Market context is a foreign concept to many traders.
Often if I ask a trader that context of the market they are trading, the reply is usually a string of words that don’t answer the question.
In fairness, it is a concept that can be difficult to fully grasp and if you are unsure of what I am talking about, let’s dig deeper.
Context Doesn’t Have To Be Complex
Context in relation to trading comes down to what the market is doing and how it’s doing it.
Context can therefore help you to assess trading setups and identify new ones.
A very basic level of context might be that a market is strongly trending up as evident by large green candlesticks and looks likely to continue to do so. It may in this case be more favorable to look for opportunities to go long that fit in with your trade plan.
I’d like to suggest a simple context checklist that you might wish to use and add to. This could be useful in identifying Forex pairs or stocks that are currently trading in a manner that might fit in with your plan.

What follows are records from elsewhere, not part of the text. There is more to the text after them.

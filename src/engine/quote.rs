use chrono::NaiveDate;
use serde::Serialize;
use ulid::Ulid;

use crate::model::*;

use super::rates::{resolve_night_rate, NightRate};

// ── Stay Aggregation ─────────────────────────────────────────────

#[derive(Debug, Clone, Copy, PartialEq, Eq, Serialize)]
pub struct NightQuote {
    pub night: NaiveDate,
    pub rate_plan_id: Ulid,
    pub base_rate: Cents,
    pub total_rate: Cents,
}

/// Priced stay: every night resolved to a rate.
#[derive(Debug, Clone, PartialEq, Eq)]
pub struct Quote {
    pub room_type_id: Ulid,
    pub stay: Stay,
    pub nights: Vec<NightQuote>,
    pub total: Cents,
}

#[derive(Debug, Clone, Copy, PartialEq, Eq)]
pub enum QuoteError {
    /// First night of the stay without a configured rate.
    Unpriced(NaiveDate),
    Overflow,
}

impl std::fmt::Display for QuoteError {
    fn fmt(&self, f: &mut std::fmt::Formatter<'_>) -> std::fmt::Result {
        match self {
            QuoteError::Unpriced(night) => write!(f, "no rate configured for night {night}"),
            QuoteError::Overflow => write!(f, "quote total overflows"),
        }
    }
}

impl std::error::Error for QuoteError {}

/// Resolve every night of the stay, without judging the result.
pub fn nightly_rates(
    room_type_id: Option<Ulid>,
    stay: &Stay,
    intervals: &[RatePlanInterval],
) -> Vec<(NaiveDate, NightRate)> {
    stay.nights()
        .map(|night| (night, resolve_night_rate(room_type_id, night, intervals)))
        .collect()
}

/// All nights must price or the stay is unquotable.
pub fn quote_stay(
    room_type_id: Option<Ulid>,
    stay: &Stay,
    intervals: &[RatePlanInterval],
) -> Result<Quote, QuoteError> {
    let Some(rt) = room_type_id else {
        return Err(QuoteError::Unpriced(stay.check_in));
    };

    let mut nights = Vec::with_capacity(stay.num_nights().max(0) as usize);
    let mut total: Cents = 0;
    for night in stay.nights() {
        match resolve_night_rate(Some(rt), night, intervals) {
            NightRate::Priced { rate_plan_id, base_rate, total_rate } => {
                total = total.checked_add(total_rate).ok_or(QuoteError::Overflow)?;
                nights.push(NightQuote { night, rate_plan_id, base_rate, total_rate });
            }
            NightRate::NoRate => return Err(QuoteError::Unpriced(night)),
        }
    }

    Ok(Quote {
        room_type_id: rt,
        stay: *stay,
        nights,
        total,
    })
}
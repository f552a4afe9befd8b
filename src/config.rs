use std::path::PathBuf;
use std::str::FromStr;

/// Server settings read from `INNKEEP_*` environment variables.
#[derive(Debug, Clone, PartialEq)]
pub struct Config {
    pub port: u16,
    pub bind: String,
    pub data_dir: PathBuf,
    pub password: String,
    pub max_connections: usize,
    pub compact_threshold: u64,
    pub metrics_port: Option<u16>,
    pub tls_cert: Option<String>,
    pub tls_key: Option<String>,
}

impl Config {
    pub fn from_env() -> Result<Self, ConfigError> {
        Self::from_lookup(|var| std::env::var(var).ok())
    }

    /// Build from any variable source; `from_env` passes the process environment.
    pub fn from_lookup(lookup: impl Fn(&str) -> Option<String>) -> Result<Self, ConfigError> {
        let password = lookup("INNKEEP_PASSWORD")
            .filter(|p| !p.is_empty())
            .ok_or(ConfigError::Missing("INNKEEP_PASSWORD"))?;

        Ok(Self {
            port: parse_or(&lookup, "INNKEEP_PORT", 5433)?,
            bind: lookup("INNKEEP_BIND").unwrap_or_else(|| "0.0.0.0".into()),
            data_dir: lookup("INNKEEP_DATA_DIR").unwrap_or_else(|| "./data".into()).into(),
            password,
            max_connections: parse_or(&lookup, "INNKEEP_MAX_CONNECTIONS", 256)?,
            compact_threshold: parse_or(&lookup, "INNKEEP_COMPACT_THRESHOLD", 1000)?,
            metrics_port: parse_opt(&lookup, "INNKEEP_METRICS_PORT")?,
            tls_cert: lookup("INNKEEP_TLS_CERT"),
            tls_key: lookup("INNKEEP_TLS_KEY"),
        })
    }

    pub fn listen_addr(&self) -> String {
        format!("{}:{}", self.bind, self.port)
    }
}

fn parse_opt<T: FromStr>(
    lookup: &impl Fn(&str) -> Option<String>,
    var: &'static str,
) -> Result<Option<T>, ConfigError> {
    match lookup(var) {
        None => Ok(None),
        Some(value) => value
            .parse()
            .map(Some)
            .map_err(|_| ConfigError::Invalid { var, value }),
    }
}

fn parse_or<T: FromStr>(
    lookup: &impl Fn(&str) -> Option<String>,
    var: &'static str,
    default: T,
) -> Result<T, ConfigError> {
    Ok(parse_opt(lookup, var)?.unwrap_or(default))
}

#[derive(Debug, PartialEq)]
pub enum ConfigError {
    Missing(&'static str),
    Invalid { var: &'static str, value: String },
}

impl std::fmt::Display for ConfigError {
    fn fmt(&self, f: &mut std::fmt::Formatter<'_>) -> std::fmt::Result {
        match self {
            ConfigError::Missing(var) => write!(f, "{var} must be set"),
            ConfigError::Invalid { var, value } => write!(f, "invalid value for {var}: {value:?}"),
        }
    }
}

impl std::error::Error for ConfigError {}
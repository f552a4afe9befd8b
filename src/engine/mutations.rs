use std::sync::Arc;

use chrono::NaiveDate;
use dashmap::mapref::entry::Entry;
use tokio::sync::{oneshot, RwLock};
use ulid::Ulid;

use crate::limits::*;
use crate::model::*;

use super::quote::quote_stay;
use super::validate::{check_units_free, now_ms, today, validate_rate_plan, validate_stay};
use super::{Engine, EngineError, WalCommand};

impl Engine {
    pub async fn create_room_type(&self, id: Ulid, name: Option<String>, units: u32) -> Result<(), EngineError> {
        if self.state.len() >= MAX_ROOM_TYPES_PER_TENANT {
            return Err(EngineError::LimitExceeded("too many room types"));
        }
        if let Some(ref n) = name
            && n.len() > MAX_NAME_LEN
        {
            return Err(EngineError::LimitExceeded("room type name too long"));
        }
        if units > MAX_UNITS_PER_ROOM_TYPE {
            return Err(EngineError::LimitExceeded("too many units"));
        }

        let _commit = self.commit_gate.read().await;
        let rt = Arc::new(RwLock::new(RoomTypeState::new(id, name.clone(), units)));
        // Readers of the new room type wait until its creation is durable.
        let _pending = rt.clone().write_owned().await;
        match self.state.entry(id) {
            Entry::Occupied(_) => return Err(EngineError::AlreadyExists(id)),
            Entry::Vacant(slot) => {
                slot.insert(rt);
            }
        }

        let event = Event::RoomTypeCreated { id, name, units };
        if let Err(e) = self.wal_append(&event).await {
            self.state.remove(&id);
            return Err(e);
        }
        tracing::debug!("room type {id} created with {units} units");
        Ok(())
    }

    pub async fn delete_room_type(&self, id: Ulid) -> Result<(), EngineError> {
        let _commit = self.commit_gate.read().await;
        let rt = self.get_room_type(&id).ok_or(EngineError::NotFound(id))?;
        let guard = rt.write().await;
        if !guard.allocations.is_empty() {
            return Err(EngineError::HasAllocations(id));
        }

        let event = Event::RoomTypeDeleted { id };
        self.wal_append(&event).await?;
        self.forget_entities(&guard);
        self.state.remove(&id);
        tracing::debug!("room type {id} deleted");
        Ok(())
    }

    pub async fn add_rate_plan(&self, plan: RatePlanInterval) -> Result<(), EngineError> {
        validate_rate_plan(&plan)?;
        if self.entity_to_room_type.contains_key(&plan.id) {
            return Err(EngineError::AlreadyExists(plan.id));
        }
        let _commit = self.commit_gate.read().await;
        let (id, room_type_id) = (plan.id, plan.room_type_id);
        let rt = self
            .get_room_type(&room_type_id)
            .ok_or(EngineError::NotFound(room_type_id))?;
        let mut guard = rt.write().await;
        if guard.rate_plans.len() >= MAX_RATE_PLANS_PER_ROOM_TYPE {
            return Err(EngineError::LimitExceeded("too many rate plans on room type"));
        }

        self.claim_entity(id, room_type_id)?;
        let event = Event::RatePlanAdded { plan };
        self.persist_claimed(id, &mut guard, &event).await
    }

    pub async fn remove_rate_plan(&self, id: Ulid) -> Result<Ulid, EngineError> {
        let _commit = self.commit_gate.read().await;
        let (room_type_id, mut guard) = self.resolve_entity_write(&id).await?;
        if !guard.rate_plans.iter().any(|p| p.id == id) {
            return Err(EngineError::NotFound(id));
        }
        let event = Event::RatePlanRemoved { id, room_type_id };
        self.persist_and_apply(&mut guard, &event).await?;
        Ok(room_type_id)
    }

    /// Reserve one unit for a pending checkout until `expires_at`.
    pub async fn place_hold(
        &self,
        id: Ulid,
        room_type_id: Ulid,
        check_in: NaiveDate,
        check_out: NaiveDate,
        expires_at: Ms,
    ) -> Result<Cents, EngineError> {
        let stay = validate_stay(check_in, check_out, MAX_STAY_NIGHTS)?;
        if self.entity_to_room_type.contains_key(&id) {
            return Err(EngineError::AlreadyExists(id));
        }
        let _commit = self.commit_gate.read().await;
        let rt = self
            .get_room_type(&room_type_id)
            .ok_or(EngineError::NotFound(room_type_id))?;
        let mut guard = rt.write().await;
        check_open_allocations(&guard)?;

        let total = priced_and_free(&guard, &stay)?;
        self.claim_entity(id, room_type_id)?;
        let event = Event::HoldPlaced { id, room_type_id, stay, total, expires_at };
        self.persist_claimed(id, &mut guard, &event).await?;
        Ok(total)
    }

    pub async fn release_hold(&self, id: Ulid) -> Result<Ulid, EngineError> {
        let _commit = self.commit_gate.read().await;
        let (room_type_id, mut guard) = self.resolve_entity_write(&id).await?;
        let is_hold = guard
            .allocations
            .iter()
            .any(|a| a.id == id && matches!(a.kind, AllocationKind::Hold { .. }));
        if !is_hold {
            return Err(EngineError::NotFound(id));
        }
        let event = Event::HoldReleased { id, room_type_id };
        self.persist_and_apply(&mut guard, &event).await?;
        Ok(room_type_id)
    }

    /// Book one unit for every night of the stay. All nights must be priced
    /// and have a free unit; the quoted total is stored with the booking.
    pub async fn confirm_booking(
        &self,
        id: Ulid,
        room_type_id: Ulid,
        check_in: NaiveDate,
        check_out: NaiveDate,
        label: Option<String>,
    ) -> Result<Cents, EngineError> {
        let stay = validate_stay(check_in, check_out, MAX_STAY_NIGHTS)?;
        if let Some(ref l) = label
            && l.len() > MAX_LABEL_LEN
        {
            return Err(EngineError::LimitExceeded("label too long"));
        }
        if self.entity_to_room_type.contains_key(&id) {
            return Err(EngineError::AlreadyExists(id));
        }
        let _commit = self.commit_gate.read().await;
        let rt = self
            .get_room_type(&room_type_id)
            .ok_or(EngineError::NotFound(room_type_id))?;
        let mut guard = rt.write().await;
        check_open_allocations(&guard)?;

        let total = priced_and_free(&guard, &stay)?;
        self.claim_entity(id, room_type_id)?;
        let event = Event::BookingConfirmed { id, room_type_id, stay, total, label };
        self.persist_claimed(id, &mut guard, &event).await?;
        Ok(total)
    }

    pub async fn cancel_booking(&self, id: Ulid) -> Result<Ulid, EngineError> {
        let _commit = self.commit_gate.read().await;
        let (room_type_id, mut guard) = self.resolve_entity_write(&id).await?;
        let is_booking = guard
            .allocations
            .iter()
            .any(|a| a.id == id && matches!(a.kind, AllocationKind::Booking { .. }));
        if !is_booking {
            return Err(EngineError::NotFound(id));
        }
        let event = Event::BookingCancelled { id, room_type_id };
        self.persist_and_apply(&mut guard, &event).await?;
        Ok(room_type_id)
    }

    pub fn collect_expired_holds(&self, now: Ms) -> Vec<(Ulid, Ulid)> {
        let mut expired = Vec::new();
        for entry in self.state.iter() {
            let rt = entry.value().clone();
            if let Ok(guard) = rt.try_read() {
                for allocation in &guard.allocations {
                    if let AllocationKind::Hold { expires_at } = allocation.kind
                        && expires_at <= now
                    {
                        expired.push((allocation.id, guard.id));
                    }
                }
            }
        }
        expired
    }

    /// Compact the WAL by rewriting it with only the events needed to recreate the current state.
    /// No mutation runs between the snapshot and the swap.
    pub async fn compact_wal(&self) -> Result<(), EngineError> {
        let _commit = self.commit_gate.write().await;
        let mut events = Vec::new();
        let shared: Vec<_> = self.state.iter().map(|e| e.value().clone()).collect();

        for rt in shared {
            let guard = rt.read().await;
            events.push(Event::RoomTypeCreated {
                id: guard.id,
                name: guard.name.clone(),
                units: guard.units,
            });
            for plan in &guard.rate_plans {
                events.push(Event::RatePlanAdded { plan: plan.clone() });
            }
            for allocation in &guard.allocations {
                events.push(match &allocation.kind {
                    AllocationKind::Hold { expires_at } => Event::HoldPlaced {
                        id: allocation.id,
                        room_type_id: guard.id,
                        stay: allocation.stay,
                        total: allocation.total,
                        expires_at: *expires_at,
                    },
                    AllocationKind::Booking { label } => Event::BookingConfirmed {
                        id: allocation.id,
                        room_type_id: guard.id,
                        stay: allocation.stay,
                        total: allocation.total,
                        label: label.clone(),
                    },
                });
            }
        }

        let count = events.len();
        let (tx, rx) = oneshot::channel();
        self.wal_tx
            .send(WalCommand::Compact { events, response: tx })
            .await
            .map_err(|_| EngineError::WalError("WAL writer shut down".into()))?;
        rx.await
            .map_err(|_| EngineError::WalError("WAL writer dropped response".into()))?
            .map_err(|e| EngineError::WalError(e.to_string()))?;
        tracing::debug!("WAL compacted to {count} events");
        Ok(())
    }

    pub async fn wal_appends_since_compact(&self) -> u64 {
        let (tx, rx) = oneshot::channel();
        if self
            .wal_tx
            .send(WalCommand::AppendsSinceCompact { response: tx })
            .await
            .is_err()
        {
            return 0;
        }
        rx.await.unwrap_or(0)
    }
}

fn check_open_allocations(rt: &RoomTypeState) -> Result<(), EngineError> {
    if rt.open_allocation_count(today(), now_ms()) >= MAX_OPEN_ALLOCATIONS_PER_ROOM_TYPE {
        return Err(EngineError::LimitExceeded("too many open holds and bookings on room type"));
    }
    Ok(())
}

/// Quote the stay against the room type's own plans, then make sure a unit is free.
fn priced_and_free(rt: &RoomTypeState, stay: &Stay) -> Result<Cents, EngineError> {
    let intervals: Vec<RatePlanInterval> = rt.rate_plans_overlapping(stay).cloned().collect();
    let quote = quote_stay(Some(rt.id), stay, &intervals)?;
    check_units_free(rt, stay, now_ms())?;
    Ok(quote.total)
}
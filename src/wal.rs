use std::fs::{self, File, OpenOptions};
use std::io::{self, BufReader, BufWriter, Read, Write};
use std::path::{Path, PathBuf};

use crate::model::Event;

/// Encode a single event to `[len][bincode][crc32]`.
fn encode_event(writer: &mut impl Write, event: &Event) -> io::Result<()> {
    let payload = bincode::serialize(event).map_err(|e| io::Error::new(io::ErrorKind::InvalidData, e))?;
    let len = u32::try_from(payload.len())
        .map_err(|_| io::Error::new(io::ErrorKind::InvalidData, "event too large for WAL entry"))?;
    writer.write_all(&len.to_le_bytes())?;
    writer.write_all(&payload)?;
    writer.write_all(&crc32fast::hash(&payload).to_le_bytes())?;
    Ok(())
}

/// Fill `buf` completely; `Ok(false)` on a clean or torn end of file.
fn read_full(reader: &mut impl Read, buf: &mut [u8]) -> io::Result<bool> {
    match reader.read_exact(buf) {
        Ok(()) => Ok(true),
        Err(e) if e.kind() == io::ErrorKind::UnexpectedEof => Ok(false),
        Err(e) => Err(e),
    }
}

/// Read the next valid entry. `None` marks the end of the usable log:
/// EOF, a torn tail after a crash, a CRC mismatch or an undecodable payload.
fn decode_next(reader: &mut impl Read) -> io::Result<Option<Event>> {
    let mut len_buf = [0u8; 4];
    if !read_full(reader, &mut len_buf)? {
        return Ok(None);
    }
    let mut payload = vec![0u8; u32::from_le_bytes(len_buf) as usize];
    if !read_full(reader, &mut payload)? {
        return Ok(None);
    }
    let mut crc_buf = [0u8; 4];
    if !read_full(reader, &mut crc_buf)? {
        return Ok(None);
    }
    if u32::from_le_bytes(crc_buf) != crc32fast::hash(&payload) {
        return Ok(None);
    }
    Ok(bincode::deserialize::<Event>(&payload).ok())
}

/// Append-only write-ahead log of room type events.
///
/// Format per entry: `[u32: len][bincode: Event][u32: crc32]`, little endian.
/// `len` counts only the payload. Replay stops at the first damaged entry.
pub struct Wal {
    writer: BufWriter<File>,
    path: PathBuf,
    appends_since_compact: u64,
}

impl Wal {
    pub fn open(path: &Path) -> io::Result<Self> {
        let file = OpenOptions::new().create(true).append(true).open(path)?;
        Ok(Self {
            writer: BufWriter::new(file),
            path: path.to_path_buf(),
            appends_since_compact: 0,
        })
    }

    /// Append and fsync one event. Production code batches with
    /// `append_buffered` + `flush_sync` instead.
    #[cfg(test)]
    pub fn append(&mut self, event: &Event) -> io::Result<()> {
        self.append_buffered(event)?;
        self.flush_sync()
    }

    /// Buffer an event without flushing; durable after the next `flush_sync`.
    pub fn append_buffered(&mut self, event: &Event) -> io::Result<()> {
        encode_event(&mut self.writer, event)?;
        self.appends_since_compact += 1;
        Ok(())
    }

    pub fn flush_sync(&mut self) -> io::Result<()> {
        self.writer.flush()?;
        self.writer.get_ref().sync_all()
    }

    pub fn path(&self) -> &Path {
        &self.path
    }

    fn compact_path(path: &Path) -> PathBuf {
        path.with_extension("wal.tmp")
    }

    /// Write the compacted log next to the live one and fsync it.
    pub fn write_compact_file(path: &Path, events: &[Event]) -> io::Result<()> {
        let mut writer = BufWriter::new(File::create(Self::compact_path(path))?);
        for event in events {
            encode_event(&mut writer, event)?;
        }
        writer.flush()?;
        writer.get_ref().sync_all()
    }

    /// Rename the compacted file over the live log and reopen it for appends.
    pub fn swap_compact_file(&mut self) -> io::Result<()> {
        fs::rename(Self::compact_path(&self.path), &self.path)?;
        let file = OpenOptions::new().create(true).append(true).open(&self.path)?;
        self.writer = BufWriter::new(file);
        self.appends_since_compact = 0;
        Ok(())
    }

    #[cfg(test)]
    pub fn compact(&mut self, events: &[Event]) -> io::Result<()> {
        Self::write_compact_file(&self.path, events)?;
        self.swap_compact_file()
    }

    pub fn appends_since_compact(&self) -> u64 {
        self.appends_since_compact
    }

    /// Every valid event on disk, in append order. A missing file is an empty log.
    pub fn replay(path: &Path) -> io::Result<Vec<Event>> {
        let file = match File::open(path) {
            Ok(f) => f,
            Err(e) if e.kind() == io::ErrorKind::NotFound => return Ok(Vec::new()),
            Err(e) => return Err(e),
        };
        let mut reader = BufReader::new(file);
        let mut events = Vec::new();
        while let Some(event) = decode_next(&mut reader)? {
            events.push(event);
        }
        Ok(events)
    }
}
use async_trait::async_trait;
use pgwire::api::auth::{AuthSource, LoginInfo, Password};
use pgwire::error::PgWireResult;

/// Shared-password auth: every user of every tenant database logs in with
/// the server password. No salt, used by the cleartext startup handler.
#[derive(Debug)]
pub struct InnkeepAuthSource {
    password: String,
}

impl InnkeepAuthSource {
    pub fn new(password: String) -> Self {
        Self { password }
    }
}

#[async_trait]
impl AuthSource for InnkeepAuthSource {
    async fn get_password(&self, _login: &LoginInfo) -> PgWireResult<Password> {
        Ok(Password::new(None, self.password.as_bytes().to_vec()))
    }
}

It might also be beneficial for day trading in order to tell you when it would be a good idea to press ahead full steam and when to back off and be a conservative trader.
Higher Time Frame – What’s Up?
The first thing I’d say is that it’s really important to align yourself with the higher time frame. It’s easy to become zoned in on your trading chart and therefore miss the key market signposts for when bigger market-moving activity is likely to come in.
By routinely assessing context across several time frames, you are forcing yourself to maintain a constant awareness of what phase the market auction is currently in.
So the next question is of which time frames to look at outside of your primary period of trading (or range bars, volume, or whatever you use to trade).
I would suggest that you should start to look at least two higher time frames.
However, more than this isn’t likely to be beneficial and is will probably only serve to unnecessarily increase your analysis….which leads to paralysis.
For day trading, I would suggest at least assessing context on a daily and a 60 minute chart. If you believe it would be helpful, you could also look at a weekly chart.
If you’re swing trading, I’d suggest a weekly and a daily chart, with the additional option of looking at a monthly chart.
As time goes on, you may decide that a period of 3-5 times higher and lower than your trading time frame is enough.
Simple Market Context Checklist
Some of this may be a little subjective and unfortunately, this is often why people struggle to grasp market context. However, with a bit of practice it becomes easier over time.
As you can see, it’s doesn’t take a great deal of effort to assess the current longer-term context in the market. It may be something you wish to do every single day, or it may be something that you find is only necessary to complete a couple of times per week.
Either way, if you have some idea of market context you will have a competitive advantage over many other traders out there.